Probabilmente, il gentile consorte starà argomentando qualcosa sul fatto che come non ci può andare lei, anche lui ha dei problemi al riguardo. Sinceramente, non mi stupirebbe. Santa pace benedetta, ma che non lo sapete che siamo nel 2016? Ormai per entrare un’ora dopo in ufficio devi chiedere il permesso in carta bollata, pelle umana, sangue di pipistrello e pure così non è mica facile che te lo diano!

“No, amore, no… Sì, ho capito che devi dare il cambio a quello che smonta dalla notte… No, no… E dai, ma come faccio?! Ho una causa tra mezzora!”

Oddio, fa l’avvocato. Anche senza sapere se sia civile o penale – con tutto il rispetto per la categoria – mi sento di scommettere che a comprare i biglietti il poveraccio ci andrà eccome(Quasi quasi, gli chiedo se li prende pure a me. Magari mi anticipa pure i soldi, in un modo o nell’altro glieli ridarò.)

“Allora, ascoltami bene perché mi sto innervosendo.”
Ahia, il tono ha fatto paura anche a me.

“Io non capisco cosa ci sia di complicato. Esci, prendi il motorino, passi alla ricevitoria, fai un po’ di fila perché oggi è inevitabile, compri, paghi e vai a lavorare. Che dici, je la puoi fa’?
Tesoro mio, qua mi sa che è una questione di volere, più che di potere. E ahimè, secondo quanto recita il vecchio adagio, se le due azioni non coincidono, i biglietti del Boss rimangono dal tabaccaio.

In teoria potrei anche farglielo presente, ma – vostro onore – ritiro l’obiezione insieme a un altro sottile interrogativo: Bella mia, ma con tutti quegli iPod, iPad, iPhone e iWatch che hai per le mani… Ma fare due clic online e cacciare la carta di credito, piuttosto che martoriare quel poveraccio… no, eh? (Chi si fa i cazzi suoi campa cent’anni, giusto? Ecco, allora famme sta’ zitta e vediamo se è vero.)

“No, senti amore, per favore. Non cominciare…”
Silenzio. Occhio sbarrato. Lunga inspirazione a cui non può che seguire la filippica delle grandi occasioni.

“Come?! Non devo cominciare, io?! Ma io comincio e finisco pure e se serve riparto anche da capo, guarda. Ti sto dando l’opportunità di andare a sentire il concerto dell’anno e l’unica cosa che ti chiedo in cambio…”
Silenzio. Bocca spalancata. Mancanza di pronta risposta.
(E che cazzo mai gli avrà detto?)

“Come?! Springsteen ti fa cagare?!
Silenzio. La rivelazione ha scosso l’intero vagone, ancora prima di lei.

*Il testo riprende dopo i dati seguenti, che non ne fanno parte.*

//! Subsystem health derived from queue depths
//!
//! Pending outbox depth counts expired-lease claims as pending, so a
//! crashed worker's backlog is visible immediately.

use serde::Serialize;

use crate::store::{DlqStore, OutboxStore};
use shared::util::now_millis;

pub const PENDING_DEGRADED: u64 = 10_000;
pub const PENDING_UNHEALTHY: u64 = 50_000;
pub const DLQ_DEGRADED: u64 = 100;

#[derive(Debug, Clone, Copy, PartialEq, Eq, Serialize)]
#[serde(rename_all = "snake_case")]
pub enum HealthStatus {
    Healthy,
    Degraded,
    Unhealthy,
}

impl HealthStatus {
    pub fn as_str(&self) -> &'static str {
        match self {
            Self::Healthy => "healthy",
            Self::Degraded => "degraded",
            Self::Unhealthy => "unhealthy",
        }
    }
}

#[derive(Debug, Clone, Serialize)]
pub struct HealthReport {
    pub status: HealthStatus,
    pub pending_outbox: u64,
    pub dlq_depth: u64,
    pub store_reachable: bool,
    pub checked_at: i64,
}

/// Probe the stores and classify. Store errors never propagate; an
/// unreachable store is itself the unhealthy verdict.
pub async fn check(outbox: &dyn OutboxStore, dlq: &dyn DlqStore) -> HealthReport {
    let checked_at = now_millis();

    let pending = outbox.count_pending().await;
    let dead = dlq.count_unreplayed(None).await;

    match (pending, dead) {
        (Ok(pending_outbox), Ok(dlq_depth)) => HealthReport {
            status: classify(pending_outbox, dlq_depth),
            pending_outbox,
            dlq_depth,
            store_reachable: true,
            checked_at,
        },
        (pending, dead) => {
            if let Err(e) = &pending {
                tracing::error!("health probe: outbox unreachable: {e}");
            }
            if let Err(e) = &dead {
                tracing::error!("health probe: DLQ unreachable: {e}");
            }
            HealthReport {
                status: HealthStatus::Unhealthy,
                pending_outbox: pending.unwrap_or(0),
                dlq_depth: dead.unwrap_or(0),
                store_reachable: false,
                checked_at,
            }
        }
    }
}

fn classify(pending: u64, dlq_depth: u64) -> HealthStatus {
    if pending >= PENDING_UNHEALTHY {
        HealthStatus::Unhealthy
    } else if pending >= PENDING_DEGRADED || dlq_depth > DLQ_DEGRADED {
        HealthStatus::Degraded
    } else {
        HealthStatus::Healthy
    }
}

#[cfg(test)]
mod tests {
    use super::*;

    #[test]
    fn thresholds() {
        assert_eq!(classify(0, 0), HealthStatus::Healthy);
        assert_eq!(classify(9_999, 100), HealthStatus::Healthy);
        assert_eq!(classify(10_000, 0), HealthStatus::Degraded);
        assert_eq!(classify(0, 101), HealthStatus::Degraded);
        assert_eq!(classify(50_000, 0), HealthStatus::Unhealthy);
        assert_eq!(classify(60_000, 500), HealthStatus::Unhealthy);
    }

    #[tokio::test]
    async fn probe_counts_backlog() {
        use crate::memory::{MemoryDlqStore, MemoryOutboxStore};
        use crate::store::OutboxStore as _;

        let outbox = MemoryOutboxStore::new();
        let dlq = MemoryDlqStore::new();
        let tenant = uuid::Uuid::new_v4().to_string();
        outbox
            .enqueue(&tenant, "t.event", serde_json::json!({}), None, 5)
            .await
            .unwrap();

        let report = check(&outbox, &dlq).await;
        assert_eq!(report.status, HealthStatus::Healthy);
        assert_eq!(report.pending_outbox, 1);
        assert!(report.store_reachable);
    }
}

“Ma… Perché non me lo hai mai detto?!”
Eh già, perché? Ormai lo vogliamo sapere tutti ed è per questo che nel silenzio più totale si sente distintamente la voce metallica del malcapitato confessare attraverso il telefono: “Perché sennò sai che pippone infinito che mi attaccavi?”.

Il colpo è mortale e la groupie avvocatessa lo accusa in maniera devastante, capo reclinato, mano fra i capelli, bocca che si muove a scatti senza riuscire ad articolare alcun suono.

Non saprei dire se soffre di più perché non avrà i biglietti del concerto, perché suo marito le ha mentito o per la gravità della recente scoperta.

“Pronto? Pronto?”
(Secondo me il marito lo sa che cazzo di danno ha combinato. Anzi, secondo me si sta sincerando che la consorte sia ancora viva. Signori, quest’uomo rischia seriamente il gabbio per ergastolo e non mi stupirei se a trascinarlo al banco degli imputati fosse lei stessa dall’aldilà!)

Dopo qualche secondo lungo un’eternità, l’amica rockettara si ricompone. Scuote il capo, tira indietro i capelli, stringe nel pugno un lembo della gonna nera, poi sospira e parla.

“Il pippone te lo attaccherà tua sorella, se permetti. Adesso, per cortesia, sali su quel cazzo di motorino e vammi a comprare un biglietto per Springsteen. Sì, uno solo. Non fare domande e soprattutto non ti mettere la maglietta con le patacche, ché fa schifo… Grazie, ora ti saluto perché devo scendere.”

Lepanto, uscita lato… Sinistro.
(Scendo anche io, ché mi sa che dal giudice di pace ci andiamo insieme.)

(Tratto da una storia realmente accaduta a Tiziana P., lettrice di “Giulia sotto la metro”.)